■ The problem
The lines from the top of the records below through the one containing "fn set_fingerprint(&mut self, fingerprint: String);" are to be transcribed exactly, and nothing else is to be added.

[Supplied information — start]

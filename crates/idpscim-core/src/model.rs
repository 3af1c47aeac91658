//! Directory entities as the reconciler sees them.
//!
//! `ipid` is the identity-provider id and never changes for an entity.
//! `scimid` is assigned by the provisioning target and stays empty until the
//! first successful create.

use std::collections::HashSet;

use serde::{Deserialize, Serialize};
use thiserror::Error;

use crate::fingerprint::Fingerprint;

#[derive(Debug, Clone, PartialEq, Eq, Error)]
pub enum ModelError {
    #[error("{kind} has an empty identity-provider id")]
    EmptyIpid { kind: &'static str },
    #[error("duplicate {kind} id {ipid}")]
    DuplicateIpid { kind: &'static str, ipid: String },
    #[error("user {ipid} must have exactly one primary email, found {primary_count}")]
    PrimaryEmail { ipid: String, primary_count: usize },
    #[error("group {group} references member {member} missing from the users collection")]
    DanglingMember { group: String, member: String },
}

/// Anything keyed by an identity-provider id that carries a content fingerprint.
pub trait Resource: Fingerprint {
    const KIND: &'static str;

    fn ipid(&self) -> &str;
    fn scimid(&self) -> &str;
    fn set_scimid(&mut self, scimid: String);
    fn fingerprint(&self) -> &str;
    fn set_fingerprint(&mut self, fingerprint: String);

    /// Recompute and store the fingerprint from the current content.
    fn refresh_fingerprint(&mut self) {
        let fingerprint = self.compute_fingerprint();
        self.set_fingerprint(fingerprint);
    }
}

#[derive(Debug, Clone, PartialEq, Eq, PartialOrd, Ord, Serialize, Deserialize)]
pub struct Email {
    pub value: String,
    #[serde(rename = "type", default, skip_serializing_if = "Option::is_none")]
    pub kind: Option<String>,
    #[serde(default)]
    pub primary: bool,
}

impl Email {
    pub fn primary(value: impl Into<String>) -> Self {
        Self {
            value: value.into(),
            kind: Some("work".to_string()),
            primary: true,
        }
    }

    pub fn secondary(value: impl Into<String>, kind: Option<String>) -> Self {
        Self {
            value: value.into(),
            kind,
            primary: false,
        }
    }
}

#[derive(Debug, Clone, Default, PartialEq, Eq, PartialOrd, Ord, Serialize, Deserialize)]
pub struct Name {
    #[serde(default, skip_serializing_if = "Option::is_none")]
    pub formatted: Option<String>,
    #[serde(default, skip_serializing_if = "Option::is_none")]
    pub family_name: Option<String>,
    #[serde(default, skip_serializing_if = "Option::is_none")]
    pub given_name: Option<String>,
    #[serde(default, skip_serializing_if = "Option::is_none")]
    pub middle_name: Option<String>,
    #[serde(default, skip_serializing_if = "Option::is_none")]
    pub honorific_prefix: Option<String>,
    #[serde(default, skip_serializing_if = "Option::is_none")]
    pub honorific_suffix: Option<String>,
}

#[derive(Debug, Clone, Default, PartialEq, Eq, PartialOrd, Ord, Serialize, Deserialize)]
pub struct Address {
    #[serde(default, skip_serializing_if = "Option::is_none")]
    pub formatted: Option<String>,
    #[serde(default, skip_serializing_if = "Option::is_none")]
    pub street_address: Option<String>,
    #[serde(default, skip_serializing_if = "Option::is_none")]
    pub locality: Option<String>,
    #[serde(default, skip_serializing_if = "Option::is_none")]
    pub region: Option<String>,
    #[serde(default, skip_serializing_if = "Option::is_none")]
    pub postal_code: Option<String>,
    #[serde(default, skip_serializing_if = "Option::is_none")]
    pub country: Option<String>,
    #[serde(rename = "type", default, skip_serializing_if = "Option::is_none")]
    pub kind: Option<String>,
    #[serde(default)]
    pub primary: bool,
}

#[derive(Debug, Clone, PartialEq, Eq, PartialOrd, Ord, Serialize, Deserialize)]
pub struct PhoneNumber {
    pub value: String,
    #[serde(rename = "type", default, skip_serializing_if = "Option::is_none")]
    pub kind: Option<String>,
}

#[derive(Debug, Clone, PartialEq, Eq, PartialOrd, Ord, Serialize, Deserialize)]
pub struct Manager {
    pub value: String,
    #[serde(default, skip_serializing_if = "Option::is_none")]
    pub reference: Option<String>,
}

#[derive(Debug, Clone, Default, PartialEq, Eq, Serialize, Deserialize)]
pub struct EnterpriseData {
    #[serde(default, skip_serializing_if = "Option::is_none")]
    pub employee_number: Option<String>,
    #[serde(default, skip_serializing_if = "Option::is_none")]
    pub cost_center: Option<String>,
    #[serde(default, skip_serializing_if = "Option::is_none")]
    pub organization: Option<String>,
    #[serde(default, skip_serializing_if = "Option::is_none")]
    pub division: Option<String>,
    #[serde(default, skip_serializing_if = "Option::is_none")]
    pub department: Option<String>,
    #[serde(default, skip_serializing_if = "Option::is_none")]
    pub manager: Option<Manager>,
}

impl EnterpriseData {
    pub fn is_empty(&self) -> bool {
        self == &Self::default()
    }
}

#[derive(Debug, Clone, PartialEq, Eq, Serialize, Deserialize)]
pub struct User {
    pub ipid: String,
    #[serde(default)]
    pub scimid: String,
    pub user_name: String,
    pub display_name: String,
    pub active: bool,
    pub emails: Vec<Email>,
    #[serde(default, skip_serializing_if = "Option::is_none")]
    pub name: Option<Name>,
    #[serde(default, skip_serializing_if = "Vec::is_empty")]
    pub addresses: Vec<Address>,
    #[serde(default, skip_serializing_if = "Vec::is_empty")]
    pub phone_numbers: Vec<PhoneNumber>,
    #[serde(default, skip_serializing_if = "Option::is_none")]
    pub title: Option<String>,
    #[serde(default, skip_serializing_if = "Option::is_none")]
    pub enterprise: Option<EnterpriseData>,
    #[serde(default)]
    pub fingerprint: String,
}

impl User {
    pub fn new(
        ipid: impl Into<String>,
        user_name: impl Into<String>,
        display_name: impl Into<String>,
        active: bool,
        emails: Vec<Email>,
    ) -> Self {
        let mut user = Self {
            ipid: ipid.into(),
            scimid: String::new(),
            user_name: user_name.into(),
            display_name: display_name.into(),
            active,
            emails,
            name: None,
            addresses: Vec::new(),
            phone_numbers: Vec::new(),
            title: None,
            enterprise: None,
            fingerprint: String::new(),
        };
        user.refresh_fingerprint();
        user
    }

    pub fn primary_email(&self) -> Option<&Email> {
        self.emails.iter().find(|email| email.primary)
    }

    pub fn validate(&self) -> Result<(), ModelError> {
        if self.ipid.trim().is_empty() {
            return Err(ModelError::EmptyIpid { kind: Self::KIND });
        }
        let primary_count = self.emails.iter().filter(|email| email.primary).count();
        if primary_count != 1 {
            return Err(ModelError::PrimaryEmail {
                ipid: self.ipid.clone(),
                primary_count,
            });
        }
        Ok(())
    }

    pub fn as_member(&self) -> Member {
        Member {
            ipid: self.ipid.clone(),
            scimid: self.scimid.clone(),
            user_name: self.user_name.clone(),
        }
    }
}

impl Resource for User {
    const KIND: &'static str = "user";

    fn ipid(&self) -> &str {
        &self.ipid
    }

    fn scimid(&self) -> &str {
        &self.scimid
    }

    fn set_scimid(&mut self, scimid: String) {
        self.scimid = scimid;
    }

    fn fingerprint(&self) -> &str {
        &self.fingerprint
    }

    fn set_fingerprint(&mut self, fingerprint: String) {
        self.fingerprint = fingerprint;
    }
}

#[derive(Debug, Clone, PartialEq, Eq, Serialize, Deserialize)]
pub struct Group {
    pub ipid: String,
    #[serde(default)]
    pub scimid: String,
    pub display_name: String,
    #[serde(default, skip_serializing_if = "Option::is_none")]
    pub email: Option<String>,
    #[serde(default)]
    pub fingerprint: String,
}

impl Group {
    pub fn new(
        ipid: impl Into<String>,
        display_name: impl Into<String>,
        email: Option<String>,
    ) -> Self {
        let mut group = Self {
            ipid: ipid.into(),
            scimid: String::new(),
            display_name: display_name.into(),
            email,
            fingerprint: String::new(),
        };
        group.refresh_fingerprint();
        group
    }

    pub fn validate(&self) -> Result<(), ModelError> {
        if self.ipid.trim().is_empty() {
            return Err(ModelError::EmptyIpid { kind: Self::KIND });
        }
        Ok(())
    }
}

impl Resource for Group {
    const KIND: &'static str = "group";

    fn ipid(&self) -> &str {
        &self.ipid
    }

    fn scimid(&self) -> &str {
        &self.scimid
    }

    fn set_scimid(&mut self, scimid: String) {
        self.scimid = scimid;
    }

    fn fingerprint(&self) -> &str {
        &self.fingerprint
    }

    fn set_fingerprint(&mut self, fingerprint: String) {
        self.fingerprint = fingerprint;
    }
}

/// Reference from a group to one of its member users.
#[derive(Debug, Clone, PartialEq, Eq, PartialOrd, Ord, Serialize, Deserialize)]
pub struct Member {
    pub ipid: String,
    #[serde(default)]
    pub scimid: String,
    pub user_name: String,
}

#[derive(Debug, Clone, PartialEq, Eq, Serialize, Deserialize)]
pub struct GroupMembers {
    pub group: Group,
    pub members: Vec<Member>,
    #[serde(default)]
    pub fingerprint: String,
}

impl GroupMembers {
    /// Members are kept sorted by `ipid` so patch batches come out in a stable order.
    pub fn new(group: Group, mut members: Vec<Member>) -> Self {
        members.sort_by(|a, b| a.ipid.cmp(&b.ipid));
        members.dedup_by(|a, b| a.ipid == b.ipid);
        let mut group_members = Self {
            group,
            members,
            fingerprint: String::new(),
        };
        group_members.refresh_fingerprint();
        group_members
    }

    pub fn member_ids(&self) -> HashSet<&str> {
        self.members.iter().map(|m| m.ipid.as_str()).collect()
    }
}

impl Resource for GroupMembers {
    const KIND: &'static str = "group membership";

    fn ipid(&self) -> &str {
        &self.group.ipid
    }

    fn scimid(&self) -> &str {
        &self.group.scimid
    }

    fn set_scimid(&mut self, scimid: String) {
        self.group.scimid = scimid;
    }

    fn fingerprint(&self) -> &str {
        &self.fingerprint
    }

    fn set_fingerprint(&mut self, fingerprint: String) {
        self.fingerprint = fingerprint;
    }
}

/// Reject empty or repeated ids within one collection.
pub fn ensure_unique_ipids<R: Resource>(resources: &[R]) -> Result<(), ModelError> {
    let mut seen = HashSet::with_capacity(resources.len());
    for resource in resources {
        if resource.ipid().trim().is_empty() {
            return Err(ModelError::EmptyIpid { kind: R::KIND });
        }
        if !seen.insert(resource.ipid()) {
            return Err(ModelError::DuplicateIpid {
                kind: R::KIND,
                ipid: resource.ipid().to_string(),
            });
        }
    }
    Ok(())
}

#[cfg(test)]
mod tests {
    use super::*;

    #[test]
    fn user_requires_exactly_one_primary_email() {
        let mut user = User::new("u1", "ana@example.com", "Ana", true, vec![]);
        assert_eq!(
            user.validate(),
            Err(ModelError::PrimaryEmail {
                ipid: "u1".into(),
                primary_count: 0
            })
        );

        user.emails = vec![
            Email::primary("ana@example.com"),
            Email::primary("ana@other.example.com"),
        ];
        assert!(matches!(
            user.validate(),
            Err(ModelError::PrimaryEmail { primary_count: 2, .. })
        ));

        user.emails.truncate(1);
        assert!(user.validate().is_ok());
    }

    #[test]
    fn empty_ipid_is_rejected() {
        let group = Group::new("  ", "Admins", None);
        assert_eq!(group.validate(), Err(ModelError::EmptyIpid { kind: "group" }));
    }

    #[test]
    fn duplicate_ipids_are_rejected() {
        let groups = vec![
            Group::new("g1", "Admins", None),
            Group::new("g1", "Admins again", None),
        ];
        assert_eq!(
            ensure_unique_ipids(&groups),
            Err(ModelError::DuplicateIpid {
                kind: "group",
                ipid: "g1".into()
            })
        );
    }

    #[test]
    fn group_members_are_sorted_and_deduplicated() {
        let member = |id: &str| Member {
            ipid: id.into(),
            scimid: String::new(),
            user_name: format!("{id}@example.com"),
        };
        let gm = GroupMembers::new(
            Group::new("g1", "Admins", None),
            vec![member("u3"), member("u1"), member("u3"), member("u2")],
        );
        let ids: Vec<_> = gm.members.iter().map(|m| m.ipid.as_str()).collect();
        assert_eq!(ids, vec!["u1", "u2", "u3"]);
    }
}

[Supplied information — finish]

■ Finished task
filename crates/idpscim-core/src/model.rs
repository 3af1c47aeac91658
//! Directory entities as the reconciler sees them.
//!
//! `ipid` is the identity-provider id and never changes for an entity.
//! `scimid` is assigned by the provisioning target and stays empty until the
//! first successful create.

use std::collections::HashSet;

use serde::{Deserialize, Serialize};
use thiserror::Error;

use crate::fingerprint::Fingerprint;

#[derive(Debug, Clone, PartialEq, Eq, Error)]
pub enum ModelError {
    #[error("{kind} has an empty identity-provider id")]
    EmptyIpid { kind: &'static str },
    #[error("duplicate {kind} id {ipid}")]
    DuplicateIpid { kind: &'static str, ipid: String },
    #[error("user {ipid} must have exactly one primary email, found {primary_count}")]
    PrimaryEmail { ipid: String, primary_count: usize },
    #[error("group {group} references member {member} missing from the users collection")]
    DanglingMember { group: String, member: String },
}

/// Anything keyed by an identity-provider id that carries a content fingerprint.
pub trait Resource: Fingerprint {
    const KIND: &'static str;

    fn ipid(&self) -> &str;
    fn scimid(&self) -> &str;
    fn set_scimid(&mut self, scimid: String);
    fn fingerprint(&self) -> &str;
    fn set_fingerprint(&mut self, fingerprint: String);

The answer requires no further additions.